Being a Maid of Honor is More Than Fluffing the Train!

If you have been honored by being chosen to be the Maid of Honor or Matron of Honor at your friends wedding it’s important for you to know that you were chosen because of your energetic, get-the-ball-in-motion and get-the-job-done qualities, to say nothing of your close friendship with the bride. You were also chosen because you are a good listener – especially to the wants and needs of the bride. You will be the VIP of the bridal party. She needs a leader. Someone who will be responsible for your own duties and those of the bridesmaids.

IMPORTANT: A lot is expected of you from the time you are asked to serve and until after the wedding. You and the bride will talk about the wedding almost every day. It’s a big job. You will need to be a constant part of the process. You will be her support system during the bride’s entire engagement. She will ask your opinion and when she does, give it, but never try to control things. Being a bride’s maid or matron of honor is a distinction many women cherish. But it doesn’t come cheap. Make sure that you have the finances, the time and limitless patience.
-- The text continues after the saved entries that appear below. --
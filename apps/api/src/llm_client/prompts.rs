// Cross-cutting prompt fragments.
// Each service that needs LLM calls defines its own prompts.rs alongside it.

/// System prompt fragment that enforces JSON-only output.
pub const JSON_ONLY_SYSTEM: &str = "You are a precise, structured assistant. \
    You MUST respond with valid JSON only. \
    Do NOT include any text outside the JSON. \
    Do NOT use markdown code fences. \
    Do NOT include explanations or apologies.";
//! Axum route handlers for session state.

use std::collections::BTreeSet;

use axum::{
    extract::{Query, State},
    Json,
};
use serde::Deserialize;

use crate::errors::AppError;
use crate::session::{Session, SessionEvent};
use crate::state::AppState;

#[derive(Debug, Deserialize)]
pub struct UserIdQuery {
    pub user_id: String,
}

/// Session-keyed request body shared by every handler that acts on behalf of
/// one user.
#[derive(Debug, Deserialize)]
pub struct UserIdPayload {
    pub user_id: String,
}

#[derive(Debug, Deserialize)]
pub struct InterestsPayload {
    pub user_id: String,
    pub interests: BTreeSet<String>,
}

#[derive(Debug, Deserialize)]
pub struct CareerGoalPayload {
    pub user_id: String,
    pub career_goal: String,
}

/// GET /api/v1/session
pub async fn handle_get_session(
    State(state): State<AppState>,
    Query(params): Query<UserIdQuery>,
) -> Json<Session> {
    Json(state.sessions.get(&params.user_id).await)
}

/// POST /api/v1/session/interests
pub async fn handle_set_interests(
    State(state): State<AppState>,
    Json(req): Json<InterestsPayload>,
) -> Json<Session> {
    let session = state
        .sessions
        .apply(
            &req.user_id,
            SessionEvent::InterestsChosen {
                interests: req.interests,
            },
        )
        .await;
    Json(session)
}

/// POST /api/v1/session/career-goal
pub async fn handle_set_career_goal(
    State(state): State<AppState>,
    Json(req): Json<CareerGoalPayload>,
) -> Result<Json<Session>, AppError> {
    if req.career_goal.trim().is_empty() {
        return Err(AppError::Validation(
            "career_goal cannot be empty".to_string(),
        ));
    }
    let session = state
        .sessions
        .apply(
            &req.user_id,
            SessionEvent::GoalChosen {
                career_goal: req.career_goal,
            },
        )
        .await;
    Ok(Json(session))
}

/// POST /api/v1/session/start-fresh
///
/// Drops the uploaded resume, interests, goal, and analysis while keeping
/// the user logged in, returning the interaction to the upload page.
pub async fn handle_start_fresh(
    State(state): State<AppState>,
    Json(req): Json<UserIdPayload>,
) -> Json<Session> {
    let session = state
        .sessions
        .apply(&req.user_id, SessionEvent::StartFresh)
        .await;
    Json(session)
}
maidofhonorDUTIESMany bridesmaids are left torn between maintaining a friendship and breaking the bank. There is tremendous pressure for everything to go smoothly. Be familiar with your duties. Study them. Make notes. By knowing your duties and preparing ahead of time, making sure you have plenty of written schedules, checklists, and maps to guide you, you can remain calm and collected. If you are not up to it… politely decline the position and offer to be a bridesmaid instead. It’s okay to say no!

Besides fluffing the train, your duties extend way beyond walking down the aisle, holding the bride’s bouquet during the ceremony, bustling the dress and giving a tear-inducing toast at the reception. It can be a terrific opportunity to help the bride enjoy a enjoyable, stress-free day, creating a happy memory that will last a lifetime.

You will carry breath mints and bobby pins and anything else requested. You will have to stick by the Bride’s side – especially on the big day – like super glue and be willing to do whatever it takes for her to be comfortable and to feel taken care of. You will also be in charge of the clean-up crew including making sure the cards and gifts are delivered per the bride’s instructions.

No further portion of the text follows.